Question about how to use batches of images in ControlNet+ip-Adapter to generate images separately without the influence of the condition images in one batch #7933

xingyouxin · 2024-05-13T13:19:09Z

xingyouxin
May 13, 2024

Hello everyone, I am using ControlNet+ip-Adapter to generate images about materials (computer graphics, rendering). While trying to generate a material image with conditions of an adapter image and a Control-Net image, it was very successful. However, when turning to batch images, I found that the results were affected by all condition images in one batch.

Thanks for everyone's help!

The codes I have tested are as follows:

from diffusers import StableDiffusionControlNetPipeline, ControlNetModel
import torch
from diffusers.utils import load_image
from PIL import Image

def image_grid(imgs, rows, cols):
    assert len(imgs) == rows * cols
    w, h = imgs[0].size
    grid = Image.new("RGB", size=(cols * w, rows * h))
    for i, img in enumerate(imgs):
        grid.paste(img, box=(i % cols * w, i // cols * h))
    return grid

controlnet_model_path = r"F:\XYX\Documents\SpongeCakeInverse\AITools\ControlNetImplement\ControlNetTest\outputs-controlnet-256-15mul300"
controlnet = ControlNetModel.from_pretrained(controlnet_model_path, torch_dtype=torch.float16)

pipeline = StableDiffusionControlNetPipeline.from_pretrained(
    r"F:\XYX\Documents\SpongeCakeInverse\AITools\ControlNetImplement\ControlNetTest\models--runwayml--stable-diffusion-v1-5", controlnet=controlnet, torch_dtype=torch.float16)
pipeline.to("cuda")

print("Loading control images...")
urls = "0_0_sampled.png", "0_1_sampled.png", "0_2_sampled.png", "0_3_sampled.png"
imgs_condition = [
    load_image(r"F:\XYX\Documents\SpongeCakeInverse\AITools\diffusers\Diffusers_IPAdapter-main\assets\\" + url)
    for url in urls
]

urls = "9-19_IMG_0190.png", "9-19_IMG_0174256.png", "00020-2589011554.png", "IMG_9136.png"
imgs_adapter = [
    load_image(r"F:\XYX\Documents\SpongeCakeInverse\AITools\diffusers\Diffusers_IPAdapter-main\assets\\" + url)
    for url in urls
]

pipeline.load_ip_adapter([r"F:\XYX\Documents\SpongeCakeInverse\AITools\ControlNetImplement\ControlNetTest\models--ip-adapter\image_encoder_sd15_path"]*4, subfolder=["models"]*4,
                         weight_name=[r"F:\XYX\Documents\SpongeCakeInverse\AITools\ControlNetImplement\ControlNetTest\models--ip-adapter\ipadapter_sd15_plus_path\ip-adapter_sd15.bin"]*4)

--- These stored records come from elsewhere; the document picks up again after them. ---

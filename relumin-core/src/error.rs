//! Error types for relumin-core

use std::io;
use thiserror::Error;

use crate::cluster::{NodesParseError, SlotRangeError};

/// Top-level library error
#[derive(Error, Debug)]
pub enum ReluminError {
    #[error("Configuration error: {0}")]
    Config(#[from] ConfigError),

    #[error("Command error: {0}")]
    Command(#[from] CommandError),

    #[error("Topology error: {0}")]
    Topology(#[from] NodesParseError),

    #[error("Slot error: {0}")]
    Slots(#[from] SlotRangeError),

    #[error("IO error: {0}")]
    Io(#[from] io::Error),

    #[error("Logging error: {0}")]
    Logging(String),
}

/// Errors raised while talking to a node
#[derive(Error, Debug)]
pub enum CommandError {
    #[error("Empty command")]
    EmptyCommand,

    #[error("Failed to connect to {endpoint}: {source}")]
    ConnectFailed {
        endpoint: String,
        #[source]
        source: redis::RedisError,
    },

    #[error("Command {command} failed on {endpoint}: {source}")]
    Failed {
        endpoint: String,
        command: String,
        #[source]
        source: redis::RedisError,
    },
}

/// Configuration loading errors
#[derive(Error, Debug)]
pub enum ConfigError {
    #[error("Failed to read {path}: {source}")]
    Read {
        path: String,
        #[source]
        source: io::Error,
    },

    #[error("Invalid YAML: {0}")]
    Yaml(#[from] serde_yaml::Error),

    #[error("Invalid value for {field}: {value}")]
    InvalidValue { field: &'static str, value: String },
}

pub type Result<T> = std::result::Result<T, ReluminError>;
//! Cluster topology snapshot
//!
//! An ordered, read-only view over the nodes of one `CLUSTER NODES` report.
//! Nothing here checks that the report is consistent: a slot claimed by two
//! masters is simply owned by whichever comes first.

use serde::Serialize;
use std::collections::BTreeSet;

use super::nodes_parser::parse_cluster_nodes;
use super::types::{ClusterNode, NodesParseError, TOTAL_SLOTS};

/// One slot handoff as seen by the reporting node
#[derive(Debug, Clone, PartialEq, Eq, Serialize)]
#[serde(rename_all = "camelCase")]
pub struct SlotMigration {
    pub slot: u16,
    pub from_node_id: String,
    pub to_node_id: String,
}

/// Nodes of a single report, in report order
#[derive(Debug, Clone, Default, Serialize)]
#[serde(transparent)]
pub struct ClusterTopology {
    nodes: Vec<ClusterNode>,
}

impl ClusterTopology {
    /// Parse a raw `CLUSTER NODES` report fetched from `queried_endpoint`
    pub fn parse(raw: &str, queried_endpoint: &str) -> Result<Self, NodesParseError> {
        parse_cluster_nodes(raw, queried_endpoint).map(Self::from_nodes)
    }

    pub fn from_nodes(nodes: Vec<ClusterNode>) -> Self {
        Self { nodes }
    }

    pub fn nodes(&self) -> &[ClusterNode] {
        &self.nodes
    }

    pub fn into_nodes(self) -> Vec<ClusterNode> {
        self.nodes
    }

    pub fn iter(&self) -> std::slice::Iter<'_, ClusterNode> {
        self.nodes.iter()
    }

    pub fn len(&self) -> usize {
        self.nodes.len()
    }

    pub fn is_empty(&self) -> bool {
        self.nodes.is_empty()
    }

    /// Look up a node by id (case-insensitive)
    pub fn get(&self, node_id: &str) -> Option<&ClusterNode> {
        self.nodes
            .iter()
            .find(|n| n.node_id().eq_ignore_ascii_case(node_id))
    }

    /// The node that produced the report
    pub fn myself(&self) -> Option<&ClusterNode> {
        self.nodes.iter().find(|n| n.is_myself())
    }

    pub fn masters(&self) -> impl Iterator<Item = &ClusterNode> {
        self.nodes.iter().filter(|n| n.is_master())
    }

    pub fn replicas_of<'a>(&'a self, master_id: &'a str) -> impl Iterator<Item = &'a ClusterNode> {
        self.nodes.iter().filter(move |n| {
            !n.master_node_id().is_empty() && n.master_node_id().eq_ignore_ascii_case(master_id)
        })
    }

    /// First node in report order that serves `slot`
    pub fn slot_owner(&self, slot: u16) -> Option<&ClusterNode> {
        self.nodes.iter().find(|n| n.serves_slot(slot))
    }

    /// Union of every served slot
    pub fn covered_slots(&self) -> BTreeSet<u16> {
        self.nodes
            .iter()
            .flat_map(|n| n.served_slots().iter().copied())
            .collect()
    }

    /// Percentage of the slot space served by some node
    pub fn slot_coverage(&self) -> f64 {
        (self.covered_slots().len() as f64 / f64::from(TOTAL_SLOTS)) * 100.0
    }

    pub fn has_full_coverage(&self) -> bool {
        self.covered_slots().len() == usize::from(TOTAL_SLOTS)
    }

    /// Slot handoffs declared on the reporting node's line
    pub fn migrations(&self) -> Vec<SlotMigration> {
        let mut migrations = Vec::new();
        for node in &self.nodes {
            for (&slot, to) in node.migrating() {
                migrations.push(SlotMigration {
                    slot,
                    from_node_id: node.node_id().to_string(),
                    to_node_id: to.clone(),
                });
            }
            for (&slot, from) in node.importing() {
                migrations.push(SlotMigration {
                    slot,
                    from_node_id: from.clone(),
                    to_node_id: node.node_id().to_string(),
                });
            }
        }
        migrations
    }
}

impl<'a> IntoIterator for &'a ClusterTopology {
    type Item = &'a ClusterNode;
    type IntoIter = std::slice::Iter<'a, ClusterNode>;

    fn into_iter(self) -> Self::IntoIter {
        self.nodes.iter()
    }
}

impl IntoIterator for ClusterTopology {
    type Item = ClusterNode;
    type IntoIter = std::vec::IntoIter<ClusterNode>;

    fn into_iter(self) -> Self::IntoIter {
        self.nodes.into_iter()
    }
}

generator = [torch.Generator().manual_seed(i) for i in range(4)]

prompt = [t for t in ["", "", "", ""]]
output = pipeline(
    prompt=prompt,
    image=imgs_condition,
    ip_adapter_image=imgs_adapter,
    negative_prompt=prompt,
    num_inference_steps=20,
    generator=generator,
)

grid_conditions = image_grid(imgs_condition, 2, 2)
grid_adapters = image_grid(imgs_adapter, 2, 2)
grid_results = image_grid(output.images, 2, 2)

grid_conditions.save('./output/ip-Adapter2/test-conditions.png')
grid_adapters.save('./output/ip-Adapter2/test-adapters.png')
grid_results.save('./output/ip-Adapter2/test-results.png')

Answered by xingyouxin

May 14, 2024

It seems that loading multiple ip-adapters together to deal with a batch in the above way is designed to affect the generated results uniformly. I have changed my mind and wrote the following codes to figure out my problem.

from diffusers import StableDiffusionControlNetPipeline, ControlNetModel, DDIMScheduler
from diffusers.utils import load_image
import torch
from PIL import Image

from ip_adapter.ip_adapter import IPAdapter

device = "cuda"

def image_grid(imgs, rows, cols):
    assert len(imgs) == rows * cols

    w, h = imgs[0].size
    grid = Image.new("RGB", size=(cols * w, rows * h))
    grid_w, grid_h = grid.size

    for i, img in enumerate(imgs):
        grid.paste(img, box=(i …

View full answer

xingyouxin · 2024-05-14T02:50:14Z

xingyouxin
May 14, 2024
Author

It seems that loading multiple ip-adapters together to deal with a batch in the above way is designed to affect the generated results uniformly. I have changed my mind and wrote the following codes to figure out my problem.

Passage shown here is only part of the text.